Regarding revenue-raising, the bill makes mention of the revenue-raising successes of similar rules in place across the globe, for example, in the European Union (EU) and Australia, and in neighbouring jurisdictions such as Russia and Belarus.
In relation to Russia, the bill states that "according to official budget data" such digital businesses paid 9.4 billion rubles (circa USD$148.3m, EUR€134.5m, GBP£113m) in tax in 2017; 12 billion (circa USD$189.4m, EUR€171.6m, GBP£144.5m) in 2018, and another 12 billion in the first quarter of 2019. The larger Q1 2019 number was due to the extension of the scope to include B2B sales. According to the information contained in the Ukraine bill, 70% of the tax intake came from the largest digital companies. Note that the current VAT rate in Ukraine is 20%.
Affected non-residents and sales threshold
Ukraine’s bill describes potentially affected non-resident digital businesses as “a business entity with no permanent establishment and:
- Provides electronic services independently to the customs territory of Ukraine, except for the provision of such services through an intermediary;
- Is an intermediary in transactions for the supply of electronic services for the benefit of individuals.”
Foreign digital service suppliers that meet the descriptions above should also note that the current bill includes a sales threshold above which registration obligations kick in. The proposed threshold is UAH 1,000,000 (circa USD$40,200, EUR€36,500, GBP£30,800). UAH is the local Ukraine currency, the Hryvnia.

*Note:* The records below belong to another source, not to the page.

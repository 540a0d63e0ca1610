//! Utilities shared by the Roomcast server and client binaries.

pub mod logger;
pub mod time;
//! Client registry implementations

pub mod inmemory;

pub use inmemory::InMemoryClientRegistry;
//! Shared application state.

use std::{sync::Arc, time::Duration};

use crate::usecase::{
    JoinClientUseCase, LeaveClientUseCase, ListClientsUseCase, RelayEnvelopeUseCase,
};

/// Per-connection transport settings
#[derive(Debug, Clone, Copy)]
pub struct ConnectionSettings {
    /// 送信キューの容量
    pub outbound_buffer: usize,
    /// 1 フレームあたりの書き込みタイムアウト
    pub write_timeout: Duration,
}

/// Shared application state
pub struct AppState {
    /// JoinClientUseCase（入室のユースケース）
    pub join_client_usecase: Arc<JoinClientUseCase>,
    /// RelayEnvelopeUseCase（フレーム中継のユースケース）
    pub relay_envelope_usecase: Arc<RelayEnvelopeUseCase>,
    /// LeaveClientUseCase（退室のユースケース）
    pub leave_client_usecase: Arc<LeaveClientUseCase>,
    /// ListClientsUseCase（クライアント一覧取得のユースケース）
    pub list_clients_usecase: Arc<ListClientsUseCase>,
    pub connection: ConnectionSettings,
}
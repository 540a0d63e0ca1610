//! InMemory Client Registry 実装
//!
//! Records are kept in a `HashMap` keyed by client id, with a secondary
//! room → member-set index so that room-scoped iteration only touches the
//! members of that room. Both maps live behind one `tokio::sync::Mutex`,
//! which keeps them consistent with each other.

use std::collections::{BTreeSet, HashMap};

use async_trait::async_trait;
use tokio::sync::Mutex;

use crate::domain::{
    ClientId, ClientRecord, ClientRegistry, Color, Nickname, PusherChannel, RegistryError,
    RoomName, RoomSummary, RoomVisitor,
};

struct Entry {
    record: ClientRecord,
    outbound: PusherChannel,
}

#[derive(Default)]
struct RegistryState {
    clients: HashMap<ClientId, Entry>,
    rooms: HashMap<RoomName, BTreeSet<ClientId>>,
}

impl RegistryState {
    fn room_members(&self, room: &RoomName) -> impl Iterator<Item = &Entry> {
        self.rooms
            .get(room)
            .into_iter()
            .flatten()
            .filter_map(|id| self.clients.get(id))
    }
}

/// インメモリ Client Registry 実装
#[derive(Default)]
pub struct InMemoryClientRegistry {
    state: Mutex<RegistryState>,
}

impl InMemoryClientRegistry {
    pub fn new() -> Self {
        Self::default()
    }

    /// Number of registered clients across all rooms
    pub async fn len(&self) -> usize {
        self.state.lock().await.clients.len()
    }

    pub async fn is_empty(&self) -> bool {
        self.len().await == 0
    }
}

#[async_trait]
impl ClientRegistry for InMemoryClientRegistry {
    async fn register(
        &self,
        record: ClientRecord,
        outbound: PusherChannel,
    ) -> Result<(), RegistryError> {
        let mut state = self.state.lock().await;

        if state.clients.contains_key(&record.id) {
            return Err(RegistryError::DuplicateClient(record.id));
        }
        if state
            .room_members(&record.room)
            .any(|entry| entry.record.nickname == record.nickname)
        {
            return Err(RegistryError::NicknameTaken {
                nickname: record.nickname.into_string(),
                room: record.room.into_string(),
            });
        }

        state
            .rooms
            .entry(record.room.clone())
            .or_default()
            .insert(record.id);
        tracing::debug!(
            "Client '{}' ({}) registered in room '{}'",
            record.nickname,
            record.id,
            record.room
        );
        state.clients.insert(record.id, Entry { record, outbound });

        Ok(())
    }

    async fn unregister(&self, client_id: &ClientId) -> Option<ClientRecord> {
        let mut state = self.state.lock().await;

        let entry = state.clients.remove(client_id)?;
        if let Some(members) = state.rooms.get_mut(&entry.record.room) {
            members.remove(client_id);
            if members.is_empty() {
                state.rooms.remove(&entry.record.room);
            }
        }
        tracing::debug!(
            "Client '{}' ({}) unregistered from room '{}'",
            entry.record.nickname,
            client_id,
            entry.record.room
        );

        Some(entry.record)
    }

    async fn for_each_in_room(&self, room: &RoomName, visit: &mut RoomVisitor<'_>) -> usize {
        let state = self.state.lock().await;

        let mut visited = 0;
        for entry in state.room_members(room) {
            visit(&entry.record, &entry.outbound);
            visited += 1;
        }
        visited
    }

    async fn resolve(
        &self,
        client_id: &ClientId,
        color_hint: Option<Color>,
    ) -> Option<ClientRecord> {
        let mut state = self.state.lock().await;

        let entry = state.clients.get_mut(client_id)?;
        if let Some(color) = color_hint
            && entry.record.adopt_color(color)
        {
            tracing::debug!(
                "Client '{}' adopted color {:?}",
                entry.record.nickname,
                entry.record.color
            );
        }
        Some(entry.record.clone())
    }

    async fn members(&self, room: &RoomName) -> Vec<ClientRecord> {
        let state = self.state.lock().await;
        state
            .room_members(room)
            .map(|entry| entry.record.clone())
            .collect()
    }

    async fn is_nickname_taken(&self, room: &RoomName, nickname: &Nickname) -> bool {
        let state = self.state.lock().await;
        state
            .room_members(room)
            .any(|entry| &entry.record.nickname == nickname)
    }

    async fn rooms(&self) -> Vec<RoomSummary> {
        let state = self.state.lock().await;
        let mut rooms: Vec<RoomSummary> = state
            .rooms
            .iter()
            .map(|(room, members)| RoomSummary {
                room: room.clone(),
                members: members.len(),
            })
            .collect();
        rooms.sort_by(|a, b| a.room.cmp(&b.room));
        rooms
    }
}
//! Envelope codec
//!
//! Translates between WebSocket text frames and domain envelopes.
//!
//! Inbound frames are classified by `kind` (or the legacy `type` field):
//!
//! | kind                       | result                      |
//! |----------------------------|-----------------------------|
//! | absent, `message`          | `InboundEnvelope::Message`  |
//! | `typing`, `notification`   | `InboundEnvelope::Typing`   |
//! | anything else              | `CodecError::UnknownKind`   |

use thiserror::Error;

use crate::domain::{Color, Envelope, InboundEnvelope, MessageContent};

use super::dto::websocket::{InboundFrame, OutboundFrame};

#[derive(Debug, Error)]
pub enum CodecError {
    /// Frame is not valid JSON or has fields of the wrong type
    #[error("malformed frame: {0}")]
    Malformed(#[source] serde_json::Error),

    /// Frame parsed but its kind is not one the relay understands
    #[error("unknown frame kind '{0}'")]
    UnknownKind(String),

    #[error("failed to serialize envelope: {0}")]
    Serialize(#[source] serde_json::Error),
}

/// Decode an inbound text frame
pub fn decode(text: &str) -> Result<InboundEnvelope, CodecError> {
    let frame: InboundFrame = serde_json::from_str(text).map_err(CodecError::Malformed)?;

    let color = frame
        .color()
        .and_then(|color| Color::new(color.to_string()).ok());

    match frame.kind.as_deref() {
        None | Some("message") => Ok(InboundEnvelope::Message {
            content: MessageContent::new(frame.content),
            color,
        }),
        Some("typing") | Some("notification") => Ok(InboundEnvelope::Typing {
            is_typing: frame.is_typing,
            color,
        }),
        Some(other) => Err(CodecError::UnknownKind(other.to_string())),
    }
}

/// Encode an envelope as an outbound text frame
pub fn encode(envelope: &Envelope) -> Result<String, CodecError> {
    serde_json::to_string(&OutboundFrame::from(envelope)).map_err(CodecError::Serialize)
}
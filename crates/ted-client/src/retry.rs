use std::time::Duration;

use serde::{Deserialize, Serialize};
use tracing::{debug, warn};

use crate::error::{Error, Result};
use crate::transport::{HttpClient, HttpRequest, HttpResponse};

/// Default number of retries after the first attempt.
pub const DEFAULT_MAX_RETRIES: u32 = 3;

/// Default pause between attempts, in milliseconds.
pub const DEFAULT_RETRY_DELAY_MS: u64 = 1_000;

/// How transient transport failures are retried.
///
/// Only errors whose [`crate::TransportError::is_retryable`] is true are
/// retried. API errors (`ok: false`) never are.
#[derive(Debug, Clone, Copy, PartialEq, Eq, Serialize, Deserialize)]
#[serde(default)]
pub struct RetryPolicy {
    /// Retries after the first attempt; `0` disables retrying.
    pub max_retries: u32,
    /// Fixed pause before each retry.
    pub delay_ms: u64,
}

impl Default for RetryPolicy {
    fn default() -> Self {
        Self {
            max_retries: DEFAULT_MAX_RETRIES,
            delay_ms: DEFAULT_RETRY_DELAY_MS,
        }
    }
}

impl RetryPolicy {
    pub fn new(max_retries: u32, delay: Duration) -> Self {
        Self {
            max_retries,
            delay_ms: u64::try_from(delay.as_millis()).unwrap_or(u64::MAX),
        }
    }

    /// A policy that surfaces the first failure.
    pub fn none() -> Self {
        Self {
            max_retries: 0,
            delay_ms: 0,
        }
    }

    pub fn delay(&self) -> Duration {
        Duration::from_millis(self.delay_ms)
    }

    /// Total attempts this policy allows.
    pub fn max_attempts(&self) -> u32 {
        self.max_retries.saturating_add(1)
    }
}

/// Execute `request`, retrying transient failures according to `policy`.
///
/// The sleep between attempts only suspends the calling task.
pub(crate) async fn execute_with_retry(
    client: &dyn HttpClient,
    request: &HttpRequest,
    policy: RetryPolicy,
    method: &str,
) -> Result<HttpResponse> {
    let mut attempts: u32 = 0;
    loop {
        attempts += 1;
        match client.execute(request).await {
            Ok(response) => {
                debug!(method, attempts, status = response.status, "request completed");
                return Ok(response);
            }
            Err(err) if err.is_retryable() && attempts < policy.max_attempts() => {
                warn!(
                    method,
                    attempt = attempts,
                    max_attempts = policy.max_attempts(),
                    error = %err,
                    "transient transport error, retrying"
                );
                tokio::time::sleep(policy.delay()).await;
            }
            Err(source) => return Err(Error::Transport { attempts, source }),
        }
    }
}

#[cfg(test)]
mod tests {
    use super::*;

    #[test]
    fn default_policy_allows_four_attempts_one_second_apart() {
        let policy = RetryPolicy::default();
        assert_eq!(policy.max_attempts(), 4);
        assert_eq!(policy.delay(), Duration::from_secs(1));
    }

    #[test]
    fn none_disables_retrying() {
        let policy = RetryPolicy::none();
        assert_eq!(policy.max_attempts(), 1);
        assert_eq!(policy.delay(), Duration::ZERO);
    }

    #[test]
    fn new_converts_delay() {
        let policy = RetryPolicy::new(5, Duration::from_millis(250));
        assert_eq!(policy.max_retries, 5);
        assert_eq!(policy.delay_ms, 250);
    }

    #[test]
    fn partial_yaml_keeps_defaults() {
        let policy: RetryPolicy = serde_yaml::from_str("max_retries: 1").unwrap();
        assert_eq!(policy.max_retries, 1);
        assert_eq!(policy.delay_ms, DEFAULT_RETRY_DELAY_MS);
    }
}
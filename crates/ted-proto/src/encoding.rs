//! JSON-within-JSON encoding.
//!
//! The Bot API expects structured parameters such as `reply_markup` and the
//! `results` of `answerInlineQuery` as a *string* holding JSON, not as a nested
//! object. Request types opt into this per field:
//!
//! ```
//! use serde::Serialize;
//! use ted_proto::{ForceReply, ReplyMarkup};
//!
//! #[derive(Serialize)]
//! struct Outgoing {
//!     #[serde(
//!         skip_serializing_if = "Option::is_none",
//!         serialize_with = "ted_proto::encoding::json_string_opt"
//!     )]
//!     reply_markup: Option<ReplyMarkup>,
//! }
//!
//! let body = serde_json::to_string(&Outgoing {
//!     reply_markup: Some(ForceReply::default().into()),
//! })
//! .unwrap();
//! assert_eq!(body, r#"{"reply_markup":"{\"force_reply\":true}"}"#);
//! ```

use serde::ser::{Error as _, Serialize, Serializer};

/// Encode `value` as JSON text.
pub fn to_json_string<T>(value: &T) -> Result<String, serde_json::Error>
where
    T: Serialize + ?Sized,
{
    serde_json::to_string(value)
}

/// `serialize_with` target: emits `value` as a string containing its JSON.
pub fn json_string<T, S>(value: &T, serializer: S) -> Result<S::Ok, S::Error>
where
    T: Serialize + ?Sized,
    S: Serializer,
{
    let encoded = to_json_string(value).map_err(S::Error::custom)?;
    serializer.serialize_str(&encoded)
}

/// [`json_string`] for optional fields. Pair with
/// `skip_serializing_if = "Option::is_none"`; a `None` that is not skipped is
/// written as `null`.
#[allow(clippy::ref_option)]
pub fn json_string_opt<T, S>(value: &Option<T>, serializer: S) -> Result<S::Ok, S::Error>
where
    T: Serialize,
    S: Serializer,
{
    match value {
        Some(inner) => json_string(inner, serializer),
        None => serializer.serialize_none(),
    }
}
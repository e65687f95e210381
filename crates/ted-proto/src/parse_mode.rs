use std::fmt;
use std::str::FromStr;

use serde::{Deserialize, Serialize};

/// How clients render entities in outgoing text.
///
/// See <https://core.telegram.org/bots/api#formatting-options>.
#[derive(Debug, Clone, Copy, PartialEq, Eq, Hash, Serialize, Deserialize)]
pub enum ParseMode {
    Markdown,
    MarkdownV2,
    #[serde(rename = "HTML")]
    Html,
}

impl ParseMode {
    pub fn as_str(self) -> &'static str {
        match self {
            Self::Markdown => "Markdown",
            Self::MarkdownV2 => "MarkdownV2",
            Self::Html => "HTML",
        }
    }
}

impl fmt::Display for ParseMode {
    fn fmt(&self, f: &mut fmt::Formatter<'_>) -> fmt::Result {
        f.write_str(self.as_str())
    }
}

impl FromStr for ParseMode {
    type Err = String;

    fn from_str(s: &str) -> Result<Self, Self::Err> {
        match s.to_ascii_lowercase().as_str() {
            "markdown" => Ok(Self::Markdown),
            "markdownv2" => Ok(Self::MarkdownV2),
            "html" => Ok(Self::Html),
            other => Err(format!("unknown parse mode: {other}")),
        }
    }
}

#[cfg(test)]
mod tests {
    use super::*;

    #[test]
    fn serializes_api_names() {
        assert_eq!(serde_json::to_string(&ParseMode::Html).unwrap(), r#""HTML""#);
        assert_eq!(
            serde_json::to_string(&ParseMode::MarkdownV2).unwrap(),
            r#""MarkdownV2""#
        );
    }

    #[test]
    fn parses_case_insensitively() {
        assert_eq!("html".parse::<ParseMode>().unwrap(), ParseMode::Html);
        assert_eq!("MarkdownV2".parse::<ParseMode>().unwrap(), ParseMode::MarkdownV2);
        assert!("rtf".parse::<ParseMode>().is_err());
    }
}
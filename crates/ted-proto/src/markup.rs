//! Reply markup attached to outgoing messages.
//!
//! Every variant serializes to a plain JSON object. Requests carrying markup
//! re-encode that object as a string via [`crate::encoding`].

use serde::ser::SerializeStruct;
use serde::{Serialize, Serializer};

/// One of the four interactive affordances a message can carry.
#[derive(Debug, Clone, PartialEq, Serialize)]
#[serde(untagged)]
pub enum ReplyMarkup {
    InlineKeyboard(InlineKeyboardMarkup),
    ReplyKeyboard(ReplyKeyboardMarkup),
    RemoveKeyboard(ReplyKeyboardRemove),
    ForceReply(ForceReply),
}

impl From<InlineKeyboardMarkup> for ReplyMarkup {
    fn from(markup: InlineKeyboardMarkup) -> Self {
        Self::InlineKeyboard(markup)
    }
}

impl From<ReplyKeyboardMarkup> for ReplyMarkup {
    fn from(markup: ReplyKeyboardMarkup) -> Self {
        Self::ReplyKeyboard(markup)
    }
}

impl From<ReplyKeyboardRemove> for ReplyMarkup {
    fn from(markup: ReplyKeyboardRemove) -> Self {
        Self::RemoveKeyboard(markup)
    }
}

impl From<ForceReply> for ReplyMarkup {
    fn from(markup: ForceReply) -> Self {
        Self::ForceReply(markup)
    }
}

/// One button of a custom reply keyboard.
///
/// `request_contact` and `request_location` are mutually exclusive and only
/// honoured in private chats.
#[derive(Debug, Clone, Default, PartialEq, Eq, Serialize)]
pub struct KeyboardButton {
    pub text: String,

    #[serde(skip_serializing_if = "std::ops::Not::not")]
    pub request_contact: bool,

    #[serde(skip_serializing_if = "std::ops::Not::not")]
    pub request_location: bool,
}

impl From<&str> for KeyboardButton {
    fn from(text: &str) -> Self {
        Self {
            text: text.to_string(),
            ..Self::default()
        }
    }
}

/// A custom keyboard replacing the user's letter keyboard.
#[derive(Debug, Clone, Default, PartialEq, Eq, Serialize)]
pub struct ReplyKeyboardMarkup {
    pub keyboard: Vec<Vec<KeyboardButton>>,

    /// Ask clients to shrink the keyboard to fit its rows.
    #[serde(skip_serializing_if = "std::ops::Not::not")]
    pub resize_keyboard: bool,

    /// Ask clients to hide the keyboard once a button was used.
    #[serde(skip_serializing_if = "std::ops::Not::not")]
    pub one_time_keyboard: bool,

    /// Show the keyboard only to mentioned users or the replied-to sender.
    #[serde(skip_serializing_if = "std::ops::Not::not")]
    pub selective: bool,
}

/// Instructs clients to drop the current custom keyboard.
#[derive(Debug, Clone, Copy, Default, PartialEq, Eq)]
pub struct ReplyKeyboardRemove {
    pub selective: bool,
}

impl Serialize for ReplyKeyboardRemove {
    fn serialize<S: Serializer>(&self, serializer: S) -> Result<S::Ok, S::Error> {
        serialize_flag_with_selective(
            serializer,
            "ReplyKeyboardRemove",
            "remove_keyboard",
            self.selective,
        )
    }
}

/// Makes clients open a reply prompt to the bot's message.
#[derive(Debug, Clone, Copy, Default, PartialEq, Eq)]
pub struct ForceReply {
    pub selective: bool,
}

impl Serialize for ForceReply {
    fn serialize<S: Serializer>(&self, serializer: S) -> Result<S::Ok, S::Error> {
        serialize_flag_with_selective(serializer, "ForceReply", "force_reply", self.selective)
    }
}

/// `{"<flag>": true}` plus `"selective": true` when set.
fn serialize_flag_with_selective<S: Serializer>(
    serializer: S,
    name: &'static str,
    flag: &'static str,
    selective: bool,
) -> Result<S::Ok, S::Error> {
    let mut state = serializer.serialize_struct(name, 1 + usize::from(selective))?;
    state.serialize_field(flag, &true)?;
    if selective {
        state.serialize_field("selective", &true)?;
    } else {
        state.skip_field("selective")?;
    }
    state.end()
}

/// One button of an inline keyboard.
#[derive(Debug, Clone, Default, PartialEq, Eq, Serialize)]
pub struct InlineKeyboardButton {
    pub text: String,

    #[serde(skip_serializing_if = "Option::is_none")]
    pub url: Option<String>,

    #[serde(skip_serializing_if = "Option::is_none")]
    pub callback_data: Option<String>,
}

impl InlineKeyboardButton {
    pub fn callback(text: impl Into<String>, data: impl Into<String>) -> Self {
        Self {
            text: text.into(),
            url: None,
            callback_data: Some(data.into()),
        }
    }

    pub fn url(text: impl Into<String>, url: impl Into<String>) -> Self {
        Self {
            text: text.into(),
            url: Some(url.into()),
            callback_data: None,
        }
    }
}

/// Buttons shown right below the message they belong to.
#[derive(Debug, Clone, Default, PartialEq, Eq, Serialize)]
pub struct InlineKeyboardMarkup {
    pub inline_keyboard: Vec<Vec<InlineKeyboardButton>>,
}

impl From<InlineKeyboardButton> for InlineKeyboardMarkup {
    fn from(button: InlineKeyboardButton) -> Self {
        Self {
            inline_keyboard: vec![vec![button]],
        }
    }
}

#[cfg(test)]
mod tests {
    use super::*;
    use serde_json::json;

    #[test]
    fn force_reply_default() {
        let json = serde_json::to_string(&ForceReply::default()).unwrap();
        assert_eq!(json, r#"{"force_reply":true}"#);
    }

    #[test]
    fn force_reply_selective() {
        let json = serde_json::to_string(&ForceReply { selective: true }).unwrap();
        assert_eq!(json, r#"{"force_reply":true,"selective":true}"#);
    }

    #[test]
    fn remove_keyboard_default_and_selective() {
        let plain = serde_json::to_value(ReplyKeyboardRemove::default()).unwrap();
        assert_eq!(plain, json!({"remove_keyboard": true}));

        let selective = serde_json::to_value(ReplyKeyboardRemove { selective: true }).unwrap();
        assert_eq!(selective, json!({"remove_keyboard": true, "selective": true}));
    }

    #[test]
    fn inline_keyboard_omits_empty_button_fields() {
        let markup = InlineKeyboardMarkup::from(InlineKeyboardButton::callback("Button", "Data"));
        let json = serde_json::to_string(&ReplyMarkup::from(markup)).unwrap();
        assert_eq!(
            json,
            r#"{"inline_keyboard":[[{"text":"Button","callback_data":"Data"}]]}"#
        );
    }

    #[test]
    fn reply_keyboard_omits_false_flags() {
        let markup = ReplyKeyboardMarkup {
            keyboard: vec![vec![
                KeyboardButton::from("Yes"),
                KeyboardButton {
                    text: "Share location".to_string(),
                    request_location: true,
                    ..KeyboardButton::default()
                },
            ]],
            resize_keyboard: true,
            ..ReplyKeyboardMarkup::default()
        };
        let value = serde_json::to_value(ReplyMarkup::from(markup)).unwrap();
        assert_eq!(
            value,
            json!({
                "keyboard": [[
                    {"text": "Yes"},
                    {"text": "Share location", "request_location": true}
                ]],
                "resize_keyboard": true
            })
        );
    }

    #[test]
    fn variants_have_no_discriminant() {
        let value = serde_json::to_value(ReplyMarkup::from(ForceReply::default())).unwrap();
        assert_eq!(value, json!({"force_reply": true}));
    }
}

Definition of affected digital services
As with many similar rules around the globe, the affected digital services come with a broad definition. In Ukraine’s bill, the definition refers to services “provided through a worldwide public information system that is logically linked by a global address space and based on an Internet protocol defined by international standards (hereinafter referred to as “the Internet”), automated, using information technology and preferably without human intervention.”
Such services include, but are not limited to:
- The supply of images or texts, including photographs, e-books and magazines, etc.
- The supply of audiovisual works, custom videos, games, gambling, including the provision of services for participation in such games
- Providing access to information, commercial, educational and entertainment electronic resources and other such resources
- Provision of cloud technologies for data placement, etc.
- The supply (transfer of rights of use) of software and updates to it, as well as remote maintenance of software and electronic equipment
- Providing advertising services on the Internet, mobile applications and other electronic resources
The bill also refers to services that are not covered and these include (again, this list is not exhaustive):
- Delivery of services if – when ordering through the Internet – the services are provided without using the Internet
- Supply (transfer of rights of use) of programs for electronic computers (including computer games), databases on physical media
- Provision of e-mail consulting services
- Providing Internet access services
Customer location evidence
Another common characteristic of rules on the cross-border supply of digital services is the evidence required to be collected to determine the location of the end customer. Again, Ukraine’s bill follows a similar approach to other rules in place.
In Ukraine, the location of the customer will be determined by the collection of pieces of evidence such as:
- The country code on the SIM card used by the service recipient;
- The location of the telecommunications provider whose services the recipient used in the process of receiving the electronic service;
- The location of the device, which is determined by its IP address used by the service recipient;
- The location of the bank where the account through which the payment for the electronic service is opened.
- The place of residence information provided by the service recipient.
It is not clear from the bill as to how many pieces of evidence need to match to confirm the end customer’s location.
We will, of course, keep you up to date on developments in Ukraine.